The amount of food consumed during these feasts, which might continue over a number of days, was enormous. When, in September 1465, the enthronement of George Neville as Archbishop of York was celebrated at Cawood Castle to demonstrate the riches and power of his family, 28 peers, 59 knights, 10 abbots, 7 bishops, numerous lawyers, clergy, esquires and ladies, together with their attendants and servants arrived at the castle. Counting the archbishop's own family and servants there were about 2500 to be fed at each meal. They consumed 4000 pigeons and 4000 crays, 2000 chickens, 204 cranes, 104 peacocks, 100 dozen quails, 400 swans, 400 herons, 113 oxen, 6 wild bulls, 608 pikes and bream, 12 porpoises and seals, 1000 sheep, 304 calves, 2000 pigs, 1000 capons, 400 plovers, 200 dozen of the birds called "rees", 4000 mallards and teals, 204 kids, 204 bitterns, 200 pheasants, 500 partridges, 400 woodcocks, 100 curlews, 1000 egrets, over 500 stags, bucks and roes, 4000 cold and 1500 hot venison pies, 4000 dishes of jelly, 4000 baked tarts, 2000 hot custards with a proportionate quantity of bread, sugared delicacies and cakes. 300 tuns of ale were drunk, and 100 tuns of wine, a tun containing 252 gallons according to the usual reckoning. There must have been well over 60 pints of wine for each person.

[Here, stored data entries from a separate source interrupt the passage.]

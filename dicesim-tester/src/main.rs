mod common;
mod logic;

use anyhow::{Context, Result, bail};
use clap::Parser;
use colored::Colorize;
use std::fs::File;
use std::io::{BufWriter, Write, stdout};
use std::path::PathBuf;
use std::time::Instant;

use common::presets::{expand_presets, find_preset, list_presets};
use common::split_csv;
use common::util::load_config_file;
use dicesim_game::{Execution, GameConfig, SimulationRunner};
use logic::{
    BenchmarkRow, PresetRun, RunPlan, SeedInfo, parse_sizes, resolve_seed_input, run_benchmark,
    run_plans,
};

#[derive(Debug, Parser)]
#[command(name = "dicesim-tester", version = "0.1.0")]
#[command(about = "Monte Carlo simulator for the dice elimination game")]
struct Args {
    /// Presets to run (comma-separated, `all` for every preset)
    #[arg(long, default_value = "default")]
    presets: String,

    /// List all available presets and exit
    #[arg(long)]
    list_presets: bool,

    /// JSON configuration file; replaces the preset selection with a single custom run
    #[arg(long)]
    config: Option<PathBuf>,

    /// Number of dice in the pool (custom run)
    #[arg(long)]
    dice: Option<u32>,

    /// Faces per die (custom run)
    #[arg(long)]
    sides: Option<u32>,

    /// Face that voids a roll (custom run)
    #[arg(long)]
    magic: Option<u32>,

    /// Number of games to simulate (custom run)
    #[arg(long)]
    trials: Option<u64>,

    /// Run seed: integer, 0x-hex, or `random`
    #[arg(long)]
    seed: Option<String>,

    /// Play every trial on one thread instead of the rayon pool
    #[arg(long)]
    sequential: bool,

    /// Run the performance sweep after the presets
    #[arg(long)]
    benchmark: bool,

    /// Trial counts for the performance sweep (comma-separated)
    #[arg(long, default_value = logic::benchmark::DEFAULT_BENCHMARK_SIZES)]
    benchmark_sizes: String,

    /// Output report format
    #[arg(long, default_value = "console")]
    #[arg(value_parser = ["json", "markdown", "console", "csv"])]
    report: String,

    /// Verbose output
    #[arg(short, long)]
    verbose: bool,

    /// Optional path to write the report output instead of stdout
    #[arg(long)]
    output: Option<PathBuf>,
}

impl Args {
    const fn has_overrides(&self) -> bool {
        self.config.is_some()
            || self.dice.is_some()
            || self.sides.is_some()
            || self.magic.is_some()
            || self.trials.is_some()
    }

    const fn execution(&self) -> Execution {
        if self.sequential {
            Execution::Sequential
        } else {
            Execution::Parallel
        }
    }
}

fn main() -> Result<()> {
    env_logger::init();
    let args = Args::parse();

    if maybe_list_presets(&args)? {
        return Ok(());
    }

    if args.report == "console" {
        announce_banner();
    }

    let start_time = Instant::now();
    let seed_info = resolve_seed_input(args.seed.as_deref())?;
    let runner = build_runner(&args, seed_info);
    let plans = build_plans(&args)?;
    log::info!(
        "running {} plan(s) with seed {:#018x} ({:?})",
        plans.len(),
        seed_info.seed,
        seed_info.source
    );
    if !seed_info.is_reproducible() {
        log::info!("pass --seed {:#x} to reproduce this run", seed_info.seed);
    }

    let runs = run_plans(&runner, &plans, args.verbose)?;
    let benchmark = gather_benchmark(&args, &runner)?;

    write_reports(&args, &runs, benchmark.as_deref(), start_time)
}

fn maybe_list_presets(args: &Args) -> Result<bool> {
    if !args.list_presets {
        return Ok(false);
    }
    let mut output_target = OutputTarget::new(args.output.clone())?;
    writeln!(output_target.writer(), "Available presets:")?;
    for (key, description) in list_presets() {
        writeln!(output_target.writer(), "  {key:15} - {description}")?;
    }
    output_target.flush_inner()?;
    Ok(true)
}

fn announce_banner() {
    println!("{}", "🎲 Dice Game Simulation".bright_cyan().bold());
    println!("{}", "=======================".cyan());
}

fn build_runner(args: &Args, seed_info: SeedInfo) -> SimulationRunner {
    SimulationRunner::new()
        .with_execution(args.execution())
        .with_seed(seed_info.seed)
}

fn build_plans(args: &Args) -> Result<Vec<RunPlan>> {
    if args.has_overrides() {
        return Ok(vec![RunPlan::new("custom", custom_config(args)?)]);
    }

    let mut plans = Vec::new();
    for key in expand_presets(split_csv(&args.presets)) {
        if let Some(preset) = find_preset(&key) {
            plans.push(RunPlan::new(preset.key, preset.config));
        } else {
            eprintln!("⚠️  Unknown preset: {}", key.yellow());
        }
    }

    if plans.is_empty() {
        bail!("no runnable presets in {:?}", args.presets);
    }
    Ok(plans)
}

fn custom_config(args: &Args) -> Result<GameConfig> {
    let mut config = match &args.config {
        Some(path) => load_config_file(path)?,
        None => GameConfig::default(),
    };
    if let Some(dice) = args.dice {
        config = config.with_dice_count(dice);
    }
    if let Some(sides) = args.sides {
        config = config.with_sides_per_die(sides);
    }
    if let Some(magic) = args.magic {
        config = config.with_magic_number(magic);
    }
    if let Some(trials) = args.trials {
        config = config.with_trial_count(trials);
    }
    config.validate().inspect_err(|err| {
        log::warn!("rejected custom configuration {config}: {err}");
    })?;
    Ok(config)
}

fn gather_benchmark(args: &Args, runner: &SimulationRunner) -> Result<Option<Vec<BenchmarkRow>>> {
    if !args.benchmark {
        return Ok(None);
    }
    let sizes = parse_sizes(&args.benchmark_sizes)?;
    let base = if args.has_overrides() {
        custom_config(args)?
    } else {
        GameConfig::default()
    };
    if args.report == "console" {
        println!("{}", "⚡ Running performance sweep".bright_yellow().bold());
    }
    run_benchmark(runner, &base, &sizes).map(Some)
}

fn write_reports(
    args: &Args,
    runs: &[PresetRun],
    benchmark: Option<&[BenchmarkRow]>,
    start_time: Instant,
) -> Result<()> {
    let mut output_target = OutputTarget::new(args.output.clone())?;

    match args.report.as_str() {
        "json" => logic::reports::generate_json_report(&mut output_target, runs, benchmark)?,
        "markdown" => {
            logic::reports::generate_markdown_report(&mut output_target, runs, benchmark)?;
        }
        "csv" => logic::reports::generate_csv_report(&mut output_target, runs, benchmark)?,
        _ => {
            let duration = start_time.elapsed();
            logic::reports::generate_console_report(
                &mut output_target,
                runs,
                benchmark,
                duration,
            )?;
        }
    }

    output_target.flush_inner()?;
    Ok(())
}

enum OutputTarget {
    Stdout(BufWriter<std::io::Stdout>),
    File(BufWriter<File>),
}

impl OutputTarget {
    fn new(path: Option<PathBuf>) -> Result<Self> {
        if let Some(path) = path {
            let file = File::create(&path)
                .with_context(|| format!("failed to create {}", path.display()))?;
            Ok(Self::File(BufWriter::new(file)))
        } else {
            Ok(Self::Stdout(BufWriter::new(stdout())))
        }
    }

    fn writer(&mut self) -> &mut dyn Write {
        match self {
            Self::Stdout(w) => w,
            Self::File(w) => w,
        }
    }

    fn flush_inner(&mut self) -> std::io::Result<()> {
        match self {
            Self::Stdout(w) => w.flush(),
            Self::File(w) => w.flush(),
        }
    }
}

impl Write for OutputTarget {
    fn write(&mut self, buf: &[u8]) -> std::io::Result<usize> {
        self.writer().write(buf)
    }

    fn flush(&mut self) -> std::io::Result<()> {
        self.flush_inner()
    }
}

[R. Mitchell and M. Leys, A History of the English People, 1950]


Not a lot of fresh fruit or vegetables in that lot! Most modern meat eaters would think twice about eating swans, porpoises or seals, but the earlier lords in their castles were even less squeamish:

By the end of the fourteenth century it had become a common practice to commit recipes and suggested bills of fare to writing. One such, in the reign of Richard II, which has survived, lists three courses beginning with larded boar's head and a pottage made from slowly boiled pork liver and kidneys. The first course also included beef, mutton, pork, swan, roasted rabbit and "tart". The second course comprised duck, pheasant, chicken, and two other pottages. One of these pottages was made of ground almonds seethed with good meat broth, minced onions, small parboiled birds -- sparrows, thrushes, starlings and linnets were all consumed as well as magpies, rooks and jackdaws. The third and last course included rabbits, hares, teals, woodcocks and snipe.

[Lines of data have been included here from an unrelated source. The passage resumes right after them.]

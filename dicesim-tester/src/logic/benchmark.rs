use anyhow::{Context, Result, bail};
use serde::Serialize;
use std::time::{Duration, Instant};

use dicesim_game::numbers::per_second;
use dicesim_game::{GameConfig, SimulationRunner};

use crate::common::split_csv;

pub const DEFAULT_BENCHMARK_SIZES: &str = "1000,5000,10000";

/// Wall-clock cost of one run size.
#[derive(Debug, Clone, Serialize)]
pub struct BenchmarkRow {
    pub trials: u64,
    #[serde(rename = "elapsed_ms", with = "dicesim_game::stats::duration_millis")]
    pub elapsed: Duration,
    pub throughput: f64,
}

/// Parse a comma-separated list of trial counts.
pub fn parse_sizes(raw: &str) -> Result<Vec<u64>> {
    let sizes = split_csv(raw)
        .iter()
        .map(|token| {
            token
                .replace('_', "")
                .parse::<u64>()
                .with_context(|| format!("invalid benchmark size: {token}"))
        })
        .collect::<Result<Vec<_>>>()?;
    if sizes.is_empty() {
        bail!("no benchmark sizes given");
    }
    Ok(sizes)
}

/// Time `base` at each trial count, measured around the whole run.
pub fn run_benchmark(
    runner: &SimulationRunner,
    base: &GameConfig,
    sizes: &[u64],
) -> Result<Vec<BenchmarkRow>> {
    let mut rows = Vec::with_capacity(sizes.len());
    for &trials in sizes {
        let config = base.with_trial_count(trials);
        let start = Instant::now();
        runner
            .run(&config)
            .with_context(|| format!("benchmark run of {trials} trials failed"))?;
        let elapsed = start.elapsed();
        log::debug!("benchmark {trials} trials took {elapsed:?}");
        rows.push(BenchmarkRow {
            trials,
            elapsed,
            throughput: per_second(trials, elapsed.as_secs_f64()),
        });
    }
    Ok(rows)
}
//! Numeric conversion helpers centralizing lossy casts used by the statistics.

use num_traits::cast::cast;

/// Convert u64 to f64 while allowing precision loss in a single location.
#[must_use]
pub fn u64_to_f64(value: u64) -> f64 {
    cast::<u64, f64>(value).unwrap_or(0.0)
}

/// Multiply a score by its occurrence count in floating point.
#[must_use]
pub fn weighted(score: u64, count: u64) -> f64 {
    u64_to_f64(score) * u64_to_f64(count)
}

/// Divide two counts, returning 0.0 when the denominator is zero.
#[must_use]
pub fn ratio(numerator: u64, denominator: u64) -> f64 {
    if denominator == 0 {
        return 0.0;
    }
    u64_to_f64(numerator) / u64_to_f64(denominator)
}

/// Trials per second for an elapsed duration, or 0.0 when nothing was measured.
#[must_use]
pub fn per_second(count: u64, elapsed_secs: f64) -> f64 {
    if !elapsed_secs.is_finite() || elapsed_secs <= 0.0 {
        return 0.0;
    }
    u64_to_f64(count) / elapsed_secs
}
//! Random streams for trials.
//!
//! Every trial draws from its own ChaCha stream keyed by the run seed and the
//! trial index, so a trial's dice never depend on which worker ran it.
use rand::SeedableRng;
use rand_chacha::ChaCha8Rng;

/// Deterministic stream for `trial_index` within a run seeded by `seed`.
#[must_use]
pub fn trial_rng(seed: u64, trial_index: u64) -> ChaCha8Rng {
    let mut rng = ChaCha8Rng::seed_from_u64(seed);
    rng.set_stream(trial_index);
    rng
}

/// Fresh run seed from the thread-local entropy source.
#[must_use]
pub fn entropy_seed() -> u64 {
    rand::random()
}

/// Counting wrapper for RNG streams providing instrumentation.
#[derive(Debug, Clone)]
pub struct CountingRng<R> {
    rng: R,
    draws: u64,
}

impl<R: rand::RngCore> CountingRng<R> {
    pub const fn new(rng: R) -> Self {
        Self { rng, draws: 0 }
    }

    /// Number of draw calls performed against this stream.
    #[must_use]
    pub const fn draws(&self) -> u64 {
        self.draws
    }
}

impl<R: rand::RngCore> rand::RngCore for CountingRng<R> {
    fn next_u32(&mut self) -> u32 {
        self.draws = self.draws.saturating_add(1);
        self.rng.next_u32()
    }

    fn next_u64(&mut self) -> u64 {
        self.draws = self.draws.saturating_add(1);
        self.rng.next_u64()
    }

    fn fill_bytes(&mut self, dest: &mut [u8]) {
        self.draws = self.draws.saturating_add(1);
        self.rng.fill_bytes(dest);
    }

    fn try_fill_bytes(&mut self, dest: &mut [u8]) -> Result<(), rand::Error> {
        self.draws = self.draws.saturating_add(1);
        self.rng.try_fill_bytes(dest)
    }
}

This was a relatively modest dinner. For a more ambitious meal the recommended bill of fare, again arranged in three courses, included duck; teals; herons; roasted veal, pork and capon; small birds in an almond milk sauce and a mixed meat tart. Finally there came a "sarsed browet" into which, in a most complicated recipe, was stirred a wild mixture of herbs and spices, rabbits, squirrels, and partridges. That was the first course. With the second course came more ducks and rabbits; pheasant; venison and hedgehog. The third course provided more partridges and boar; roasted cranes, kids and curlews; a peacock served in the skin which was sown back on to the roast flesh complete with feathers, head and tail.
[W. Mead, The English Medieval Feast, 1931]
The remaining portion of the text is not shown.